SUPPLIED DATA below:

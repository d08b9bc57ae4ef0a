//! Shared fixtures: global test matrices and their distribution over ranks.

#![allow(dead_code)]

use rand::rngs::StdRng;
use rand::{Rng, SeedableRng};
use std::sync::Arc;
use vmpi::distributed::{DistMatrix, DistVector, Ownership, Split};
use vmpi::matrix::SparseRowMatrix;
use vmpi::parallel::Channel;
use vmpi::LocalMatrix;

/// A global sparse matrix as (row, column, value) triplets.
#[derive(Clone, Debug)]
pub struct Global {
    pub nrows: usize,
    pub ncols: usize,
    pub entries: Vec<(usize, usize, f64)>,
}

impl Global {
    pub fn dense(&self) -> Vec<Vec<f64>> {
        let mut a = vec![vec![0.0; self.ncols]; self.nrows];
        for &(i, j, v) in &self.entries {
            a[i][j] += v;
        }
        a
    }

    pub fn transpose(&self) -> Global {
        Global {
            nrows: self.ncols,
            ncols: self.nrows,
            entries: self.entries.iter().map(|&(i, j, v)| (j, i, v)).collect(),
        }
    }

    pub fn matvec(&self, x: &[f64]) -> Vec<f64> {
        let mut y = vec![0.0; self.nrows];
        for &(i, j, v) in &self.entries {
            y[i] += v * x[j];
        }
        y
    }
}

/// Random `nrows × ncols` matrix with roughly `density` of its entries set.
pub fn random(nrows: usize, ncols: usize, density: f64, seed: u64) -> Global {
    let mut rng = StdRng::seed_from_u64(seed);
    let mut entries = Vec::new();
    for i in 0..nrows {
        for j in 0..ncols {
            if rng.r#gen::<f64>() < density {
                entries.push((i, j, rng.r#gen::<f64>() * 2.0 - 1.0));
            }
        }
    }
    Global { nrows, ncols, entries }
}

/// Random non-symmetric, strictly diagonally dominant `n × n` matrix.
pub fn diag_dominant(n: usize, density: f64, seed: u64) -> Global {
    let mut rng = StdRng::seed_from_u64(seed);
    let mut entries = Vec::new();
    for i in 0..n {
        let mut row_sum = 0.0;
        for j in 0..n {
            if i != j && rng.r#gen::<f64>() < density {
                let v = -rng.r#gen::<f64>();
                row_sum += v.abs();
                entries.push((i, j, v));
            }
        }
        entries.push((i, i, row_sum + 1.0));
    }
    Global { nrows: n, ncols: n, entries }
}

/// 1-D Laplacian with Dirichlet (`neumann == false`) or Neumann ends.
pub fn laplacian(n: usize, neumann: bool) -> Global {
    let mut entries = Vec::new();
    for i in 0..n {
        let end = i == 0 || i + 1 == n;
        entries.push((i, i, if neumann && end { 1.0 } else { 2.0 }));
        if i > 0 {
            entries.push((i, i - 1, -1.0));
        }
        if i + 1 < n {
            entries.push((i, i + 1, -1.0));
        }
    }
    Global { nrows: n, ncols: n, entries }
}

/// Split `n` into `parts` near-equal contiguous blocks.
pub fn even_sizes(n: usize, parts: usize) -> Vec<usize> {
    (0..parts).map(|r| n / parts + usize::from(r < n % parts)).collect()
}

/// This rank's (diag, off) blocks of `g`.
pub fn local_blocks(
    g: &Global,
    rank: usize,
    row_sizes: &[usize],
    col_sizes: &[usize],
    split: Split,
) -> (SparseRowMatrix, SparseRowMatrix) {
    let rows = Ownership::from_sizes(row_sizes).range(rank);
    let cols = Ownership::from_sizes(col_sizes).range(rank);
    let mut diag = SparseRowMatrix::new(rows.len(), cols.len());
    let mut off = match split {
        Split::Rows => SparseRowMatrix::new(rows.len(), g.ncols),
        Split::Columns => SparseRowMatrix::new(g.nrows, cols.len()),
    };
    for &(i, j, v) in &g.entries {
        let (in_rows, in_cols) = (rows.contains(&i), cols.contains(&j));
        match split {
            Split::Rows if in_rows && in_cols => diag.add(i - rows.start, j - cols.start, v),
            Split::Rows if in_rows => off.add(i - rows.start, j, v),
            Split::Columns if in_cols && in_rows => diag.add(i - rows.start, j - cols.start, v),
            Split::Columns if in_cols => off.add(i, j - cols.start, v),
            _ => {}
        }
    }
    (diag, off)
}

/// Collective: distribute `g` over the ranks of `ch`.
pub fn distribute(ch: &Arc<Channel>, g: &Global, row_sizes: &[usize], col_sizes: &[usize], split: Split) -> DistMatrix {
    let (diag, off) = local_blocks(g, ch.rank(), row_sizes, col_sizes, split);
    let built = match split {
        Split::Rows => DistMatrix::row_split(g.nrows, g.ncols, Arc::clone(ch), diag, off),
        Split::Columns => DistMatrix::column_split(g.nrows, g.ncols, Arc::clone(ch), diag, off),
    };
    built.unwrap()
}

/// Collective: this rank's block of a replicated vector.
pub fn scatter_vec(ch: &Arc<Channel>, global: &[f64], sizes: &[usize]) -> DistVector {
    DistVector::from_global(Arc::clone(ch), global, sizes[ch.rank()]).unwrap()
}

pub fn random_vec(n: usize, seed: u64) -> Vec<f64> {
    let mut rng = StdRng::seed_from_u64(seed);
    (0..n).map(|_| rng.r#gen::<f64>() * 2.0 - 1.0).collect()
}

End of SUPPLIED DATA.

— YOUR ASSIGNMENT —
In the entries above, please find the line with "pub fn dense(&self)" and the line with "if rng.r#gen::<f64>() <", then write out exactly those two lines and every line between them, and nothing more.

— EXERCISE SOLUTION —
    pub fn dense(&self) -> Vec<Vec<f64>> {
        let mut a = vec![vec![0.0; self.ncols]; self.nrows];
        for &(i, j, v) in &self.entries {
            a[i][j] += v;
        }
        a
    }

    pub fn transpose(&self) -> Global {
        Global {
            nrows: self.ncols,
            ncols: self.nrows,
            entries: self.entries.iter().map(|&(i, j, v)| (j, i, v)).collect(),
        }
    }

    pub fn matvec(&self, x: &[f64]) -> Vec<f64> {
        let mut y = vec![0.0; self.nrows];
        for &(i, j, v) in &self.entries {
            y[i] += v * x[j];
        }
        y
    }
}

/// Random `nrows × ncols` matrix with roughly `density` of its entries set.
pub fn random(nrows: usize, ncols: usize, density: f64, seed: u64) -> Global {
    let mut rng = StdRng::seed_from_u64(seed);
    let mut entries = Vec::new();
    for i in 0..nrows {
        for j in 0..ncols {
            if rng.r#gen::<f64>() < density {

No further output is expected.